Que nadie tema o sospeche que a mi edad pretendo escribir novelas y mucho menos de los tiempos del coronavirus, en los que mi única obsesión es llegar sana y salva hasta el final. Pero confieso que me está ayudando ese hábito de encontrar historias en lo que me rodea, de leer la calle en la que vivo y en la que hoy me encuentro confinada. Ahora espero que lleguen las 20 h. para salir a la terraza a aplaudir con la misma avidez que de joven esperaba al novio o la apertura de la discoteca. Y estoy descubriendo que la casa de enfrente alberga a muchos vecinos y muchas vidas , que hay varios bebés, que dos hermanas (?) que se asoman juntas siempre lo hacen con un vaso en la mano y que un adolescente que vocea lemas toca con gusto una guitarra. Todo un mundo desconocido hasta ahora, que se ha convertido en un punto de encuentro ansiado y cordial y en la única compañía de este día a día tan agónico.

Porque nunca había sospechado que una calle de Madrid pudiera ofrecer tantas estampas y tantas historias sin moverse de casa. Veo desde mi balcón señoras mayores con mascarilla y carrito, siempre con carrito, por si alguien dudaba que van a hacer la compra; o gente con mascotas que pasan seguros y ufanos, sabiendo que la ley ampara sus paseos. Pero en cambio me pregunto dónde habrán volado los adolescentes que se besaban en los bancos, los niños con patinete o los jóvenes con mochilas y cascos camino de clase o del trabajo. La calle tiene ahora más silencio, más vacío, y un ritmo lento y débil, como si hubiera envejecido de repente.

Fotografía Enzo Selleiro

La ventana y el balcón o, en otras palabras, la frontera entre el interior y el exterior de nuestras vidas que ahora se nos prohíbe traspasar. Por ello, este es también tiempo para leer la casa que habitamos, en un ejercicio de claras reminiscencias bachelardianas.

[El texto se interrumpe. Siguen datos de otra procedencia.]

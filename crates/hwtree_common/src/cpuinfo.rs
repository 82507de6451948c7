//! /proc/cpuinfo scanner
//!
//! `/proc/cpuinfo` is a stream of `key : value` lines. On x86 every
//! `processor` line opens a new record; PowerPC has no boundary key and
//! describes a single unit. Each line is applied to the current unit's node
//! under `core/`.

use crate::tree::{DeviceNode, DeviceTree, HwClass, NodeId};
use serde::{Deserialize, Serialize};
use std::fs;
use std::path::Path;
use tracing::{debug, info};

/// Layout family of /proc/cpuinfo
#[derive(Debug, Clone, Copy, PartialEq, Eq, Serialize, Deserialize)]
#[serde(rename_all = "lowercase")]
pub enum CpuArch {
    X86,
    Ppc,
}

impl CpuArch {
    /// Architecture this binary was built for
    pub fn native() -> Self {
        if cfg!(any(target_arch = "powerpc", target_arch = "powerpc64")) {
            CpuArch::Ppc
        } else {
            CpuArch::X86
        }
    }

    pub fn parse(s: &str) -> Option<Self> {
        match s.to_lowercase().as_str() {
            "x86" | "x86_64" | "i386" | "i686" => Some(CpuArch::X86),
            "ppc" | "ppc64" | "powerpc" | "powerpc64" => Some(CpuArch::Ppc),
            _ => None,
        }
    }

    pub fn as_str(&self) -> &'static str {
        match self {
            CpuArch::X86 => "x86",
            CpuArch::Ppc => "ppc",
        }
    }

    fn profile(&self) -> &'static ArchProfile {
        match self {
            CpuArch::X86 => &X86_PROFILE,
            CpuArch::Ppc => &PPC_PROFILE,
        }
    }
}

/// What a recognised key does to the unit node
#[derive(Debug, Clone, Copy, PartialEq, Eq)]
enum Field {
    Vendor,
    Product,
    Version,
    Serial,
    /// Capability named after the key, added when the value is `yes`
    YesFlag,
    /// One capability per whitespace-separated token
    FlagList,
}

struct ArchProfile {
    boundary: Option<&'static str>,
    first_unit: i32,
    fields: &'static [(&'static str, Field)],
}

static X86_PROFILE: ArchProfile = ArchProfile {
    boundary: Some("processor"),
    first_unit: -1,
    fields: &[
        ("vendor_id", Field::Vendor),
        ("model name", Field::Product),
        ("Physical processor ID", Field::Serial),
        ("fdiv_bug", Field::YesFlag),
        ("hlt_bug", Field::YesFlag),
        ("f00f_bug", Field::YesFlag),
        ("coma_bug", Field::YesFlag),
        ("fpu", Field::YesFlag),
        ("wp", Field::YesFlag),
        ("fpu_exception", Field::YesFlag),
        ("flags", Field::FlagList),
    ],
};

static PPC_PROFILE: ArchProfile = ArchProfile {
    boundary: None,
    first_unit: 0,
    fields: &[("revision", Field::Version), ("cpu", Field::Product)],
};

/// CPUID vendor strings and the names we report instead
const VENDOR_NAMES: &[(&str, &str)] = &[
    ("AuthenticAMD", "Advanced Micro Devices [AMD]"),
    ("GenuineIntel", "Intel Corp."),
];

fn vendor_name(raw: &str) -> &str {
    VENDOR_NAMES
        .iter()
        .find(|(code, _)| *code == raw)
        .map(|(_, name)| *name)
        .unwrap_or(raw)
}

/// Split `key : value`, trimming both sides
fn split_line(line: &str) -> Option<(&str, &str)> {
    let (key, value) = line.split_once(':')?;
    Some((key.trim(), value.trim()))
}

/// Find or create the node for processor `n` under `root/core`.
///
/// Negative indices mean 0. `cpu:0` and `cpu` are the same unit while core
/// holds at most one processor. Returns `None` when there is no `core`.
pub fn get_cpu(tree: &mut DeviceTree, root: NodeId, n: i32) -> Option<NodeId> {
    let n = n.max(0);

    if let Some(cpu) = tree.get_child(root, &format!("core/cpu:{}", n)) {
        tree.claim(cpu, true);
        return Some(cpu);
    }

    let core = tree.get_child(root, "core")?;

    if n == 0 && tree.count_children(core, HwClass::Processor) <= 1 {
        if let Some(cpu) = tree.get_child(core, "cpu") {
            tree.claim(cpu, true);
            return Some(cpu);
        }
    }

    Some(tree.add_child(core, DeviceNode::new("cpu", HwClass::Processor)))
}

/// Streaming scanner holding the current unit index for one input
pub struct CpuinfoScanner {
    profile: &'static ArchProfile,
    current: i32,
}

impl CpuinfoScanner {
    pub fn new(arch: CpuArch) -> Self {
        let profile = arch.profile();
        Self {
            profile,
            current: profile.first_unit,
        }
    }

    /// Index of the unit the next line applies to
    pub fn current_unit(&self) -> i32 {
        self.current
    }

    /// Apply one line. Lines without a colon and unknown keys are ignored.
    pub fn feed_line(&mut self, tree: &mut DeviceTree, root: NodeId, line: &str) {
        let Some((key, value)) = split_line(line) else {
            return;
        };

        if self.profile.boundary == Some(key) {
            self.current += 1;
        }

        let Some(cpu) = get_cpu(tree, root, self.current) else {
            return;
        };
        tree.claim(cpu, true);

        let Some((_, field)) = self.profile.fields.iter().find(|(k, _)| *k == key) else {
            return;
        };

        let node = tree.node_mut(cpu);
        match field {
            Field::Vendor => node.set_vendor(vendor_name(value)),
            Field::Product => node.set_product(value),
            Field::Version => node.set_version(value),
            Field::Serial => node.set_serial(value),
            Field::YesFlag => {
                if value == "yes" {
                    node.add_capability(key);
                }
            }
            Field::FlagList => {
                for flag in value.split_whitespace() {
                    node.add_capability(flag);
                }
            }
        }
    }

    pub fn feed(&mut self, tree: &mut DeviceTree, root: NodeId, text: &str) {
        for line in text.lines() {
            self.feed_line(tree, root, line);
        }
    }
}

/// Make sure `root/core` exists and return it
pub fn ensure_core(tree: &mut DeviceTree, root: NodeId) -> NodeId {
    if let Some(core) = tree.get_child(root, "core") {
        return core;
    }
    let mut core = DeviceNode::new("core", HwClass::Bus);
    core.set_description("Motherboard");
    tree.add_child(root, core)
}

/// Read `path` and feed it through a fresh scanner for `arch`.
/// Returns false when the file cannot be read.
pub fn scan_cpuinfo(tree: &mut DeviceTree, root: NodeId, path: &Path, arch: CpuArch) -> bool {
    let content = match fs::read_to_string(path) {
        Ok(content) => content,
        Err(e) => {
            debug!("Cannot read {}: {}", path.display(), e);
            return false;
        }
    };

    let core = ensure_core(tree, root);
    let mut scanner = CpuinfoScanner::new(arch);
    scanner.feed(tree, root, &content);

    info!(
        "cpuinfo ({}): {} processor(s)",
        arch.as_str(),
        tree.count_children(core, HwClass::Processor)
    );
    true
}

En su célebre Poética del Espacio, Gastón Bachelard nos invita a buscar el valor de los espacios amados y vividos, a un topoanálisis de los modos de habitar la casa y de las emociones y recuerdos que encierra.Tiempo, por tanto, de descubrir las numerosas cartografías de nuestra vida olvidadas en cajones y altillos : aquella postal, los apuntes de clase, el primer dibujo de los hijos o la factura que tanto costó pagar. Detrás de todo eso estamos nosotros, lo que fuimos y lo que sentimos cuando éramos más jóvenes y no había ninguna pandemia, por lo menos de carácter oficial. Historias y más historias, propias y ajenas, encerradas en las estanterías o sobre los vinilos que estos días volvemos a escuchar tras quitarles el polvo; y no digamos- para no caer en la nostalgia- en esos álbumes de fotos que detuvieron para siempre un instante y un tiempo feliz.

Fotografía Enzo Selleiro

Resulta paradójico que en la era del streaming y demás avances sea precisamente el Dúo Dinámico– idolos de mi adolescencia- los que hoy nos animan a los pobres mortales con los acordes de Resistiré. Nunca pensaron mis adorados Manolo y Ramón- ni tampoco nosotras, sus fans- que iban a ser de nuevo, ya en plena vejez, las estrellas del momento. Lo cual demuestra que todo pasa y todo queda, como decía el poeta, y que llegará de nuevo un tiempo en que volverán los adolescentes a hacerse un ovillo sobre los bancos de la calle y las señoras mayores podrán pasear sin mascarilla y sin carrito de la compra. Y recordaremos este tiempo de resistencia hilvanado historias sobre aquella primavera que floreció aunque estaba cerrado El Corte Inglés; y sobre aquellos días en los que descubrimos la calle, los vecinos y tantas otras cosas que nunca antes habíamos mirado.